Posted: Wed Jun 13, 2007 7:58 pm
by klavier777
Hello.
I am a newcomer here and I have a question regarding arrangements. If someone makes an arrangement of a PD work (e.g. Bach, Brahms) but uses a critical/urtext edition by Barenreiter, Henle, Breitkopf, etc. as a source or one of the sources, would that arrangement infringe copyright law?

Posted: Thu Jun 14, 2007 12:36 am
by imslp
If the Urtext was published in Germany and more than 25 years ago, it'd be public domain in most countries anyway.
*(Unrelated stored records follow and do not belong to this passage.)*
//! Combined reducers
//!
//! A [`CombinedReducer`] hands every action to each keyed sub-reducer and
//! assembles the results into one [`CombinedState`] record. Sub-states keep
//! their own types; read them back with [`CombinedState::get`].

use crate::action::SliceAction;
use crate::error::{CombineError, ReducerError};
use crate::reducer::{Reduced, Reducer};
use crate::slice::Slice;
use std::any::Any;
use std::collections::BTreeMap;
use std::fmt;
use std::marker::PhantomData;
use std::sync::Arc;

type ErasedState = Arc<dyn Any + Send + Sync>;

/// Keyed record of sub-states
#[derive(Clone, Default)]
pub struct CombinedState {
    slices: BTreeMap<String, ErasedState>,
}

impl CombinedState {
    /// Typed access to a sub-state; `None` for unknown keys or a wrong type
    pub fn get<T: Any + Send + Sync>(&self, key: &str) -> Option<Arc<T>> {
        let erased = Arc::clone(self.slices.get(key)?);
        erased.downcast::<T>().ok()
    }

    pub fn contains_key(&self, key: &str) -> bool {
        self.slices.contains_key(key)
    }

    pub fn keys(&self) -> impl Iterator<Item = &str> {
        self.slices.keys().map(String::as_str)
    }

    pub fn len(&self) -> usize {
        self.slices.len()
    }

    pub fn is_empty(&self) -> bool {
        self.slices.is_empty()
    }

    /// Whether the sub-state under `key` is the same allocation in both records
    pub fn same_slice(&self, other: &CombinedState, key: &str) -> bool {
        match (self.slices.get(key), other.slices.get(key)) {
            (Some(a), Some(b)) => Arc::ptr_eq(a, b),
            _ => false,
        }
    }
}

impl fmt::Debug for CombinedState {
    fn fmt(&self, f: &mut fmt::Formatter<'_>) -> fmt::Result {
        f.debug_set().entries(self.slices.keys()).finish()
    }
}

trait ErasedReducer<A>: Send + Sync {
    fn reduce(&self, state: &ErasedState, action: &A) -> Result<ErasedState, ReducerError>;
}

struct Typed<S, R> {
    reducer: R,
    _state: PhantomData<fn() -> S>,
}

impl<S, A, R> ErasedReducer<A> for Typed<S, R>
where
    S: Any + Send + Sync,
    R: Reducer<S, A>,
{
    fn reduce(&self, state: &ErasedState, action: &A) -> Result<ErasedState, ReducerError> {
        let typed = Arc::clone(state)
            .downcast::<S>()
            .map_err(|_| ReducerError::rejected("sub-state has an unexpected type"))?;
        let next = self.reducer.reduce(&typed, action)?;
        if Arc::ptr_eq(&typed, &next) {
            Ok(Arc::clone(state))
        } else {
            Ok(next as ErasedState)
        }
    }
}

/// Root reducer built from keyed sub-reducers
pub struct CombinedReducer<A> {
    reducers: Vec<(String, Box<dyn ErasedReducer<A>>)>,
    initial_state: CombinedState,
}

impl<A: 'static> CombinedReducer<A> {
    pub fn new() -> Self {
        Self {
            reducers: Vec::new(),
            initial_state: CombinedState::default(),
        }
    }

    /// Add a sub-reducer under `key` together with its initial state
    pub fn slice<S, R>(
        mut self,
        key: impl Into<String>,
        initial_state: impl Into<Arc<S>>,
        reducer: R,
    ) -> Result<Self, CombineError>
    where
        S: Any + Send + Sync,
        R: Reducer<S, A>,
    {
        let key = key.into();
        if key.is_empty() {
            return Err(CombineError::EmptyKey);
        }
        if self.initial_state.contains_key(&key) {
            return Err(CombineError::DuplicateKey(key));
        }

        let initial: Arc<S> = initial_state.into();
        self.initial_state.slices.insert(key.clone(), initial);
        self.reducers.push((
            key,
            Box::new(Typed {
                reducer,
                _state: PhantomData,
            }),
        ));
        Ok(self)
    }

    /// The record made of every sub-reducer's initial state
    pub fn initial_state(&self) -> CombinedState {
        self.initial_state.clone()
    }
}

impl CombinedReducer<SliceAction> {
    /// Add a [`Slice`] under its own name
    pub fn with_slice<S>(self, slice: Slice<S>) -> Result<Self, CombineError>
    where
        S: Any + Send + Sync,
    {
        let key = slice.name().to_string();
        let initial = slice.initial_state();
        self.slice(key, initial, slice)
    }
}

impl<A: 'static> Default for CombinedReducer<A> {
    fn default() -> Self {
        Self::new()
    }
}

impl<A> Reducer<CombinedState, A> for CombinedReducer<A>
where
    A: Send + Sync + 'static,
{
    fn reduce(&self, state: &Arc<CombinedState>, action: &A) -> Reduced<CombinedState> {
        let mut changed = state.len() != self.reducers.len();
        let mut slices = BTreeMap::new();

        for (key, reducer) in &self.reducers {
            let previous = match state.slices.get(key) {
                Some(previous) => Arc::clone(previous),
                None => {
                    changed = true;
                    match self.initial_state.slices.get(key) {
                        Some(initial) => Arc::clone(initial),
                        None => continue,
                    }
                }
            };

            let next = reducer
                .reduce(&previous, action)
                .map_err(|source| ReducerError::InSlice {
                    key: key.clone(),
                    source: Box::new(source),
                })?;
            changed |= !Arc::ptr_eq(&previous, &next);
            slices.insert(key.clone(), next);
        }

        if changed {
            Ok(Arc::new(CombinedState { slices }))
        } else {
            Ok(Arc::clone(state))
        }
    }
}

#[cfg(test)]
mod tests {
    use super::*;
    use pretty_assertions::assert_eq;
    use serde_json::json;

    #[derive(Debug, Clone, PartialEq)]
    struct CounterState {
        counter: i64,
    }

    #[derive(Debug, Clone, PartialEq)]
    struct AuthState {
        is_authenticated: bool,
    }

    fn counter_slice() -> Slice<CounterState> {
        Slice::new("counter", CounterState { counter: 0 })
            .case("increase", |state: &CounterState, action: &SliceAction| {
                Ok(CounterState {
                    counter: state.counter + action.payload_as::<i64>()?,
                })
            })
            .case("fail", |_: &CounterState, _: &SliceAction| {
                Err(ReducerError::rejected("counter refused"))
            })
    }

    fn auth_slice() -> Slice<AuthState> {
        Slice::new(
            "auth",
            AuthState {
                is_authenticated: false,
            },
        )
        .case("login", |_: &AuthState, _: &SliceAction| {
            Ok(AuthState {
                is_authenticated: true,
            })
        })
        .case("logout", |_: &AuthState, _: &SliceAction| {
            Ok(AuthState {
                is_authenticated: false,
            })
        })
    }

    fn root() -> CombinedReducer<SliceAction> {
        CombinedReducer::<SliceAction>::new()
            .with_slice(counter_slice())
            .unwrap()
            .with_slice(auth_slice())
            .unwrap()
    }

    #[test]
    fn test_initial_state_is_keyed_record() {
        let state = root().initial_state();

        assert_eq!(state.keys().collect::<Vec<_>>(), vec!["auth", "counter"]);
        assert_eq!(
            *state.get::<CounterState>("counter").unwrap(),
            CounterState { counter: 0 }
        );
        assert!(state.get::<AuthState>("counter").is_none());
        assert!(state.get::<AuthState>("missing").is_none());
    }

    #[test]
    fn test_action_reaches_only_its_slice() {
        let reducer = root();
        let state = Arc::new(reducer.initial_state());

        let next = reducer
            .reduce(
                &state,
                &SliceAction::with_payload("counter/increase", json!(5)),
            )
            .unwrap();

        assert_eq!(next.get::<CounterState>("counter").unwrap().counter, 5);
        assert!(next.same_slice(&state, "auth"));
        assert!(!next.same_slice(&state, "counter"));
    }

    #[test]
    fn test_unhandled_action_keeps_root_identity() {
        let reducer = root();
        let state = Arc::new(reducer.initial_state());

        let next = reducer.reduce(&state, &SliceAction::new("ui/toggle")).unwrap();
        assert!(Arc::ptr_eq(&state, &next));
    }

    #[test]
    fn test_missing_key_is_filled_from_initial_state() {
        let reducer = root();
        let empty = Arc::new(CombinedState::default());

        let next = reducer.reduce(&empty, &SliceAction::new("auth/login")).unwrap();

        assert_eq!(next.len(), 2);
        assert!(next.get::<AuthState>("auth").unwrap().is_authenticated);
        assert_eq!(next.get::<CounterState>("counter").unwrap().counter, 0);
    }

    #[test]
    fn test_sub_reducer_error_names_the_slice() {
        let reducer = root();
        let state = Arc::new(reducer.initial_state());

        let err = reducer
            .reduce(&state, &SliceAction::new("counter/fail"))
            .unwrap_err();
        assert_eq!(err.to_string(), "slice `counter` failed: counter refused");
    }

    #[test]
    fn test_duplicate_and_empty_keys_rejected() {
        let duplicate = CombinedReducer::<SliceAction>::new()
            .with_slice(counter_slice())
            .unwrap()
            .with_slice(counter_slice());
        assert!(matches!(duplicate, Err(CombineError::DuplicateKey(ref key)) if key == "counter"));

        let empty = CombinedReducer::<SliceAction>::new().slice(
            "",
            CounterState { counter: 0 },
            counter_slice(),
        );
        assert!(matches!(empty, Err(CombineError::EmptyKey)));
    }
}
Otherwise, it *may* be a copyright infringement (depending on how it is used), but I highly doubt the publishers either care or can legally enforce it.

Posted: Thu Jun 14, 2007 3:58 am
by Carolus
Basically, one should feel free to use such editons as a source unless they happen to contain original interpolations or reconstructions by an editor. In most countries, you would be free to use whatever the original composer wrote as your source (assuming the composer in question died more than 70 years ago - 50 years in some countries).

US law is rather murky about the issue, since even an urtext edition is presumably protected for the life of the last surving editor plus 70 years (if published after 1977) or 95 years from the date of publication (if published before 1978). There has not been a lot of case law over the issue of editions, but there is strong precedent for arguing that only original works of authorship are the subject of copyright, and that discoveries - however important - are not original works and thus not protected. Of course, unless you happen to have several million dollars lying around begging to be spent on legal fees, it would probably be best to mention the Neue Bach Ausgabe as the source for one's latest orchestration in only the most oblique and vague manner. :)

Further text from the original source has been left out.